Paul Kincaid: I think the only way to express an attitude is style.

Dan Hartland: So … [laughter] I would suggest that—and then this is a great example of what we’re talking about, which is that you need so many words to talk about this—I would suggest that what we’re talking about here, when we’re talking about the attitude that is created or applied to style, we’re talking about tone. And then the way that that tone and style make the reader feel is mood. And all of these kind of steps that we’re making, and words that we’re using, are so specialist in places.

And yet, I would note that, that my definition there is absolutely not set in stone. I know Sofia Samatar and Kate Zambreno wrote a book about tone recently where they said tone is atmosphere—which for me, like, we’re just swapping one word for another. But, they don’t agree with me that it’s about attitude, is my point.

So those are some of the good stylists. Do we wanna name names? Do we wanna say who the bad stylists are? We don’t have to, but if anyone wants to settle some scores, now’s the moment.

Dawn Macdonald: I don’t think I have a list. I mean, I think I just stop reading if I’m not into it, unless I’ve committed to a review and then I have to figure out something to say about it that’s reasonable.

Paul Kincaid: I actually read an academic book on John Wyndham recently, for review. It was so flat the whole way through. I got no sense of the author’s engagement with the text he was writing about there. There was actually, a lot of the time, a sense of being bored with it, or careless at least. So that was bad style. And I think Wyndham demands a bit more attention to style than this guy was giving it.
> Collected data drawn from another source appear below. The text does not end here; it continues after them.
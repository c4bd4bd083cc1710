// Registry initialization and lookup behaviour

use std::collections::BTreeSet;
use std::path::PathBuf;
use std::sync::Arc;
use std::thread;

use wrapman::error::RegistryError;
use wrapman::matrix::{EcosystemVersionConfig, LanguageVersionConfig, VersionMatrix, VersionPair};
use wrapman::registry::WrapperRegistry;
use wrapman::wrapper::{LoadedWrapper, SourceFile};

use test_utils::{stub_loader, WrapperTree};

fn single_ecosystem_matrix() -> VersionMatrix {
    VersionMatrix::new(
        vec![EcosystemVersionConfig::new("E1")
            .latest_stable()
            .with_language_versions(["L1", "L2"])],
        vec![
            LanguageVersionConfig::new("L1").latest_stable(),
            LanguageVersionConfig::new("L2"),
        ],
    )
}

#[test]
fn test_end_to_end_only_available_version_loads() {
    let tree = WrapperTree::new();
    tree.wrapper("L1", "compiler-L1");

    let init = WrapperRegistry::init(&single_ecosystem_matrix(), &tree.settings(), &stub_loader());
    let registry = &init.registry;

    let l1 = registry
        .lookup(Some("E1"), Some("L1"))
        .unwrap()
        .expect("L1 should be loaded");
    let sources = [SourceFile::new("main.kt", "fun main() {}")];
    let outcome = l1.compile(&sources).unwrap();
    assert!(outcome.success);
    assert_eq!(outcome.diagnostics, vec!["main.kt compiled by compiler-L1"]);

    assert!(registry.lookup(Some("E1"), Some("L2")).unwrap().is_none());

    let default = registry.lookup(None, None).unwrap().unwrap();
    assert!(LoadedWrapper::ptr_eq(default, l1));

    assert_eq!(init.failed_pairs(), vec![&VersionPair::new("E1", "L2")]);
    assert!(matches!(
        init.failures[0].error,
        RegistryError::ArtifactsNotFound { .. }
    ));
}

#[test]
fn test_failure_isolation_across_ecosystems() {
    let tree = WrapperTree::new();
    tree.wrapper("1.3.0", "1.3.0")
        .wrapper("1.2.71", "1.2.71")
        .artifact("1.2.60", "broken.wrapper", "release=1.2.60\ninit=fail\n")
        .artifact("1.2.50", "panicky.wrapper", "release=1.2.50\nconstruct=panic\n");

    let matrix = VersionMatrix::new(
        vec![
            EcosystemVersionConfig::new("0.8").with_language_versions(["1.2.50", "1.2.60", "1.2.71"]),
            EcosystemVersionConfig::new("0.9")
                .latest_stable()
                .with_language_versions(["1.1.0", "1.3.0", "1.2.71"]),
        ],
        vec![
            LanguageVersionConfig::new("1.1.0"),
            LanguageVersionConfig::new("1.2.50"),
            LanguageVersionConfig::new("1.2.60"),
            LanguageVersionConfig::new("1.2.71"),
            LanguageVersionConfig::new("1.3.0").latest_stable(),
        ],
    );

    let init = WrapperRegistry::init(&matrix, &tree.settings(), &stub_loader());
    let registry = &init.registry;

    assert_eq!(
        registry.pairs(),
        vec![
            VersionPair::new("0.8", "1.2.71"),
            VersionPair::new("0.9", "1.2.71"),
            VersionPair::new("0.9", "1.3.0"),
        ]
    );

    let kinds: Vec<(String, &str)> = init
        .failures
        .iter()
        .map(|failure| (failure.pair.to_string(), failure.error.kind()))
        .collect();
    assert_eq!(
        kinds,
        vec![
            ("0.8/1.2.50".to_string(), "instantiation"),
            ("0.8/1.2.60".to_string(), "initialization"),
            ("0.9/1.1.0".to_string(), "artifacts_not_found"),
        ]
    );

    assert_eq!(
        registry.default_pair(),
        Some(&VersionPair::new("0.9", "1.3.0"))
    );
}

#[test]
fn test_panicking_bootstrap_fails_only_that_cell() {
    let tree = WrapperTree::new();
    tree.wrapper("1.3.0", "1.3.0")
        .artifact("1.2.71", "crashing.wrapper", "release=1.2.71\ninit=panic\n");

    let matrix = VersionMatrix::new(
        vec![EcosystemVersionConfig::new("0.9")
            .latest_stable()
            .with_language_versions(["1.2.71", "1.3.0"])],
        vec![
            LanguageVersionConfig::new("1.2.71").latest_stable(),
            LanguageVersionConfig::new("1.3.0"),
        ],
    );

    let init = WrapperRegistry::init(&matrix, &tree.settings(), &stub_loader());

    assert_eq!(init.registry.pairs(), vec![VersionPair::new("0.9", "1.3.0")]);
    assert_eq!(init.failed_pairs(), vec![&VersionPair::new("0.9", "1.2.71")]);
    match &init.failures[0].error {
        RegistryError::InitializationError { reason, .. } => {
            assert_eq!(reason, "init panicked: compiler 1.2.71 crashed during bootstrap")
        }
        other => panic!("unexpected failure: {other:?}"),
    }
    assert_eq!(init.failures[0].error.kind(), "initialization");
    // The flagged cell failed, so no default
    assert!(init.registry.default_pair().is_none());
}

#[test]
fn test_missing_language_config_fails_only_that_cell() {
    let tree = WrapperTree::new();
    tree.wrapper("1.3.0", "1.3.0").wrapper("1.4.0", "1.4.0");

    let matrix = VersionMatrix::new(
        vec![EcosystemVersionConfig::new("0.9").with_language_versions(["1.4.0", "1.3.0"])],
        vec![LanguageVersionConfig::new("1.3.0")],
    );

    let init = WrapperRegistry::init(&matrix, &tree.settings(), &stub_loader());
    assert!(init.registry.get("0.9", "1.3.0").is_some());
    assert!(init.registry.get("0.9", "1.4.0").is_none());
    assert!(matches!(
        init.failures[0].error,
        RegistryError::LanguageConfigNotFound { ref language_version, .. } if language_version == "1.4.0"
    ));
}

#[test]
fn test_unknown_pairs_are_absent() {
    let tree = WrapperTree::new();
    tree.wrapper("L1", "L1");
    let init = WrapperRegistry::init(&single_ecosystem_matrix(), &tree.settings(), &stub_loader());
    let registry = &init.registry;

    for (ecosystem, language) in [("E2", "L1"), ("E1", "L9"), ("", ""), ("L1", "E1")] {
        assert!(registry
            .lookup(Some(ecosystem), Some(language))
            .unwrap()
            .is_none());
    }
    assert!(registry.language_versions("E2").is_empty());
}

#[test]
fn test_no_default_when_flags_do_not_meet() {
    let tree = WrapperTree::new();
    tree.wrapper("L1", "L1").wrapper("L2", "L2");

    // Stable ecosystem with an unstable language, unstable ecosystem with a stable language
    let matrix = VersionMatrix::new(
        vec![
            EcosystemVersionConfig::new("E1")
                .latest_stable()
                .with_language_versions(["L1"]),
            EcosystemVersionConfig::new("E2").with_language_versions(["L2"]),
        ],
        vec![
            LanguageVersionConfig::new("L1"),
            LanguageVersionConfig::new("L2").latest_stable(),
        ],
    );

    let init = WrapperRegistry::init(&matrix, &tree.settings(), &stub_loader());
    assert_eq!(init.registry.len(), 2);
    assert!(init.registry.default_pair().is_none());
    assert!(matches!(
        init.registry.lookup(None, None),
        Err(RegistryError::NoDefaultAvailable)
    ));
}

#[test]
fn test_default_skips_flagged_cell_that_failed() {
    let tree = WrapperTree::new();
    tree.wrapper("L1", "L1");

    let matrix = VersionMatrix::new(
        vec![EcosystemVersionConfig::new("E1")
            .latest_stable()
            .with_language_versions(["L2", "L1"])],
        vec![
            LanguageVersionConfig::new("L1").latest_stable(),
            LanguageVersionConfig::new("L2").latest_stable(),
        ],
    );

    let init = WrapperRegistry::init(&matrix, &tree.settings(), &stub_loader());
    assert_eq!(
        init.registry.default_pair(),
        Some(&VersionPair::new("E1", "L1"))
    );
}

#[test]
fn test_first_fully_flagged_cell_wins_tie() {
    let tree = WrapperTree::new();
    tree.wrapper("L1", "L1").wrapper("L2", "L2");

    let matrix = VersionMatrix::new(
        vec![
            EcosystemVersionConfig::new("E1")
                .latest_stable()
                .with_language_versions(["L2", "L1"]),
            EcosystemVersionConfig::new("E2")
                .latest_stable()
                .with_language_versions(["L1"]),
        ],
        vec![
            LanguageVersionConfig::new("L1").latest_stable(),
            LanguageVersionConfig::new("L2").latest_stable(),
        ],
    );

    let init = WrapperRegistry::init(&matrix, &tree.settings(), &stub_loader());
    let registry = &init.registry;
    assert_eq!(registry.default_pair(), Some(&VersionPair::new("E1", "L2")));

    let default = registry.default_wrapper().unwrap();
    assert_eq!(default.compiler_version(), "L2");
}

#[test]
fn test_version_sets_reflect_loaded_cells_only() {
    let tree = WrapperTree::new();
    tree.wrapper("L1", "L1").wrapper("L3", "L3");

    // E3 only supports a version with no artifacts
    let matrix_in_order = |order: &[&str]| {
        let mut ecosystems: Vec<_> = order
            .iter()
            .map(|ecosystem| {
                EcosystemVersionConfig::new(*ecosystem).with_language_versions(["L3", "L2", "L1"])
            })
            .collect();
        ecosystems.push(EcosystemVersionConfig::new("E3").with_language_versions(["L2"]));
        VersionMatrix::new(
            ecosystems,
            vec![
                LanguageVersionConfig::new("L1"),
                LanguageVersionConfig::new("L2"),
                LanguageVersionConfig::new("L3"),
            ],
        )
    };

    for matrix in [matrix_in_order(&["E1", "E2"]), matrix_in_order(&["E2", "E1"])] {
        let init = WrapperRegistry::init(&matrix, &tree.settings(), &stub_loader());
        let registry = &init.registry;

        assert_eq!(registry.ecosystem_versions(), BTreeSet::from(["E1", "E2"]));
        assert_eq!(registry.language_versions("E1"), BTreeSet::from(["L1", "L3"]));
        assert_eq!(registry.language_versions("E2"), BTreeSet::from(["L1", "L3"]));
        assert!(registry.language_versions("E3").is_empty());
        assert_eq!(registry.all_wrappers().count(), 4);
    }
}

#[test]
fn test_every_cell_gets_its_own_instance() {
    let tree = WrapperTree::new();
    tree.wrapper("L1", "L1");

    let matrix = VersionMatrix::new(
        vec![
            EcosystemVersionConfig::new("E1").with_language_versions(["L1"]),
            EcosystemVersionConfig::new("E2").with_language_versions(["L1"]),
        ],
        vec![LanguageVersionConfig::new("L1")],
    );

    let init = WrapperRegistry::init(&matrix, &tree.settings(), &stub_loader());
    let e1 = init.registry.get("E1", "L1").unwrap();
    let e2 = init.registry.get("E2", "L1").unwrap();
    assert!(!LoadedWrapper::ptr_eq(e1, e2));
    assert_eq!(e1.compiler_version(), e2.compiler_version());
}

#[test]
fn test_shared_libraries_reach_wrapper_bootstrap() {
    let tree = WrapperTree::new();
    tree.wrapper("L1", "L1");
    let settings = tree
        .settings()
        .with_shared_libraries(vec![PathBuf::from("/opt/lib/runtime.so")]);

    let init = WrapperRegistry::init(&single_ecosystem_matrix(), &settings, &stub_loader());
    let loaded = init.registry.get("E1", "L1").unwrap();

    let report = loaded.compile(&[]).unwrap();
    assert_eq!(report.diagnostics, vec!["E1/L1", "/opt/lib/runtime.so"]);
}

#[test]
fn test_all_cells_failing_is_a_valid_outcome() {
    let tree = WrapperTree::new();
    let init = WrapperRegistry::init(&single_ecosystem_matrix(), &tree.settings(), &stub_loader());

    assert!(init.registry.is_empty());
    assert!(init.registry.ecosystem_versions().is_empty());
    assert_eq!(init.failures.len(), 2);
    assert!(init.registry.lookup(None, None).is_err());
}

#[test]
fn test_concurrent_lookups() {
    let tree = WrapperTree::new();
    tree.wrapper("L1", "L1").wrapper("L2", "L2");
    let init = WrapperRegistry::init(&single_ecosystem_matrix(), &tree.settings(), &stub_loader());
    let registry = Arc::new(init.registry);

    let handles: Vec<_> = (0..8)
        .map(|i| {
            let registry = Arc::clone(&registry);
            thread::spawn(move || {
                let language = if i % 2 == 0 { "L1" } else { "L2" };
                for _ in 0..100 {
                    let wrapper = registry
                        .lookup(Some("E1"), Some(language))
                        .unwrap()
                        .unwrap();
                    assert_eq!(wrapper.compiler_version(), language);
                    assert_eq!(
                        registry.lookup(None, None).unwrap().unwrap().compiler_version(),
                        "L1"
                    );
                }
            })
        })
        .collect();

    for handle in handles {
        handle.join().unwrap();
    }
}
Dan Hartland: Academic prose in general, with some notable and laudable exceptions, is a good example of style that can be … yes, disappointing.

Dawn Macdonald: Yeah.

This isn’t style exactly, but I will say that something that stops me from reading some book … so this is kind of a sad thing about science fiction, but I have a rule that if it’s a science fiction book and it’s by a male author, and if at any point in the text more than half of the female characters work in the sex industry or are victims of sexual assault as part of the plot, I stop reading. And this stops me from reading a lot of books.

So it’s not style exactly, but it’s attitude and tone toward female characters. And there’s a subtler version of like, how much physical description do you give your female characters versus your male characters? What’s the gaze? What’s the view? So not naming names, but it’s pretty prevalent in the genre.

Dan Hartland: Yeah. And I bet that, although it’s not a strictly a style thing, I bet that those books have … certain stylistic aspects in common.

Dawn Macdonald: Yeah, and I’m gonna call out William Gibson on this one.

Dan Hartland: And it’s so interesting that these canonical—quote-unquote—writers … we should call them out more. So I’m glad that we … I’m glad we picked a name. It is good! Yeah.

Dawn Macdonald: And it’s not that these things aren’t part of women’s lives, because they sure as hell are, but it’s using it for, like … that the majority of women in your book are defined by their sexuality. Or as victims in regard to their sexuality. That should not be the majority of women in your book, unless that really is what your book is about.

Paul Kincaid: Women as victims is far, far too prevalent and it’s one thing that stops me reading as well.

Dawn Macdonald: Yeah. So I gotta go back to Asimov, who I do love. But, and he talked about when he first started writing and he was a very young man, that he did not include women in his stories. He didn’t like reading stories that had women in them because all the women did was get in the way and scream! And he eventually figured out how to fix that.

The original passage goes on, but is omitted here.